[[ Given information, beginning ]]
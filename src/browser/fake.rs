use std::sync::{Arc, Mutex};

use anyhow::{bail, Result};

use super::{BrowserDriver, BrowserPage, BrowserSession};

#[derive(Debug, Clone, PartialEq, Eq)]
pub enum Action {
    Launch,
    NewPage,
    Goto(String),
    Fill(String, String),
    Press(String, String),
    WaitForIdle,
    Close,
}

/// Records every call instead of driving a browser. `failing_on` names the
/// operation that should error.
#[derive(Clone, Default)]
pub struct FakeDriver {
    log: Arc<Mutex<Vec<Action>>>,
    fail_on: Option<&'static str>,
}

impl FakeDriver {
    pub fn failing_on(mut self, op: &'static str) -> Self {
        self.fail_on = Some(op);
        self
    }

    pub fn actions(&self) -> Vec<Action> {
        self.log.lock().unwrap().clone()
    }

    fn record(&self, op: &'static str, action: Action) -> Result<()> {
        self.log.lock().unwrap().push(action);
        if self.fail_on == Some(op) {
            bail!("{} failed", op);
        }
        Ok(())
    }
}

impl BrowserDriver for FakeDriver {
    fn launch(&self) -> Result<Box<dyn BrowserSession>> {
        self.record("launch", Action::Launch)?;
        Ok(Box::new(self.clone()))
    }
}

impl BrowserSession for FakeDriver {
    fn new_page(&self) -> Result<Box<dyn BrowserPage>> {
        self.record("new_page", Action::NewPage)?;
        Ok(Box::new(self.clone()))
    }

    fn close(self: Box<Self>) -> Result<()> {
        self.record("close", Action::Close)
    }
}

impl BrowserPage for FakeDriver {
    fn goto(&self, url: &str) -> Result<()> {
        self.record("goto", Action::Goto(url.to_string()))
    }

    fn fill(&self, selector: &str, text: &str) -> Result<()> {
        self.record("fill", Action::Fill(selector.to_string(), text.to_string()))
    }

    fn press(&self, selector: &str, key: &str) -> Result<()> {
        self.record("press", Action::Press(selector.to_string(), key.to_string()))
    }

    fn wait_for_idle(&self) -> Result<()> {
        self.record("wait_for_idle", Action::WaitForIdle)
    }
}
[[ Given information, end ]]
Exact lines only, please: output the listing from the first line to the line with "#[derive(Clone, Default)]", both included.

#### Exercise result:
filename src/browser/fake.rs
use std::sync::{Arc, Mutex};

use anyhow::{bail, Result};

use super::{BrowserDriver, BrowserPage, BrowserSession};

#[derive(Debug, Clone, PartialEq, Eq)]
pub enum Action {
    Launch,
    NewPage,
    Goto(String),
    Fill(String, String),
    Press(String, String),
    WaitForIdle,
    Close,
}

/// Records every call instead of driving a browser. `failing_on` names the
/// operation that should error.
#[derive(Clone, Default)]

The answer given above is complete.